The researchers just received additional funding and are upgrading all system components. They plan to begin deploying the system in approximately a year. The goal is to be able to alert a factory if discharge is affecting the river, so it can close a valve and limit damage, or react to pollution flowing into the river from urban catch basins.


Visualization software will enable users to tap into the data in real time. (Photo: Clemson University)



"We are focused on monitoring everything that would affect the river, including the surrounding watershed, urban sites, farmland, forest," Eidson says. "We're putting instruments on the farm, so that the farm is operated through the Intelligent River platform. In the forest, we are sensing data from individual trees, and we're putting sensors in the floodplains, so we can know when water overflows into riparian wetlands and the estuary. We plan to cover 10,000 square miles, which is the entire river basin."

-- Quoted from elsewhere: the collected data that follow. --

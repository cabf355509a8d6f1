//! Elliptical cross-section circumference estimation.
//!
//! A body segment's girth is approximated as the circumference of an ellipse
//! whose axes are the segment's front-view width and side-view depth, using
//! Ramanujan's second approximation. Empirical garment fit factors are applied
//! on top, looked up by segment name from a [`FitFactors`] table.

use std::collections::BTreeMap;
use std::fs::File;
use std::io::{BufReader, BufWriter};
use std::path::Path;

use serde::{Deserialize, Serialize};

use crate::error::{Error, Result};

/// Circumference of an ellipse with the given full width and depth
/// (Ramanujan's second approximation).
///
/// Both extents must be positive; the formula is undefined otherwise.
pub fn estimate(width: f32, depth: f32) -> Result<f32> {
    if !(width > 0.0 && depth > 0.0) {
        return Err(Error::Computation {
            name: "ellipse circumference".into(),
            reason: format!("width and depth must be positive, got {width} x {depth}"),
        });
    }
    let a = width / 2.0;
    let b = depth / 2.0;
    let h = ((a - b) / (a + b)).powi(2);
    let circumference =
        std::f32::consts::PI * (a + b) * (1.0 + 3.0 * h / (10.0 + (4.0 - 3.0 * h).sqrt()));
    if circumference.is_finite() {
        Ok(circumference)
    } else {
        Err(Error::Computation {
            name: "ellipse circumference".into(),
            reason: format!("non-finite result for {width} x {depth}"),
        })
    }
}

/// Multiplicative garment fit factors keyed by segment name.
///
/// The defaults are empirical constants carried over from manual fitting
/// sessions (chest 1.1, waist 1.2); unknown segments get 1.0. Recalibrated
/// factors or new segments are a data change, loadable from JSON.
#[derive(Debug, Clone, PartialEq, Serialize, Deserialize)]
pub struct FitFactors {
    factors: BTreeMap<String, f32>,
}

impl FitFactors {
    /// Empty table: every segment gets factor 1.0.
    pub fn none() -> Self {
        Self {
            factors: BTreeMap::new(),
        }
    }

    pub fn set(&mut self, segment: impl Into<String>, factor: f32) {
        self.factors.insert(segment.into(), factor);
    }

    /// Fit factor for a segment; 1.0 when the segment has no entry.
    pub fn factor(&self, segment: &str) -> f32 {
        self.factors.get(segment).copied().unwrap_or(1.0)
    }

    /// Raw ellipse estimate with the segment's fit factor applied.
    pub fn fitted_estimate(&self, segment: &str, width: f32, depth: f32) -> Result<f32> {
        Ok(estimate(width, depth)? * self.factor(segment))
    }

    pub fn load<P: AsRef<Path>>(path: P) -> Result<Self> {
        let file = File::open(path)?;
        let table = serde_json::from_reader(BufReader::new(file))?;
        Ok(table)
    }

    pub fn save<P: AsRef<Path>>(&self, path: P) -> Result<()> {
        let file = File::create(path)?;
        serde_json::to_writer_pretty(BufWriter::new(file), self)?;
        Ok(())
    }
}

impl Default for FitFactors {
    fn default() -> Self {
        let mut table = Self::none();
        table.set("chest", 1.1);
        table.set("waist", 1.2);
        table.set("upper arm", 1.0);
        table
    }
}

Eidson expects the project will save money now spent on manually monitoring the river, and the data collected will be more accurate and timely. The system could prove invaluable for municipalities that want to monitor wastewater discharges and reservoirs, commercial farms that want to monitor sunlight, soil moisture and other environmental conditions, commercial fisheries and other businesses. The project leaders have been exploring models for commercializing the system.

"What we are doing in the Savannah River basin will serve as a model for how we monitor and manage our natural resources," Hallstrom says. "It will be groundbreaking in terms of the amount and quality of data we are collecting. This information will have a profound effect on how natural resources are managed across the world."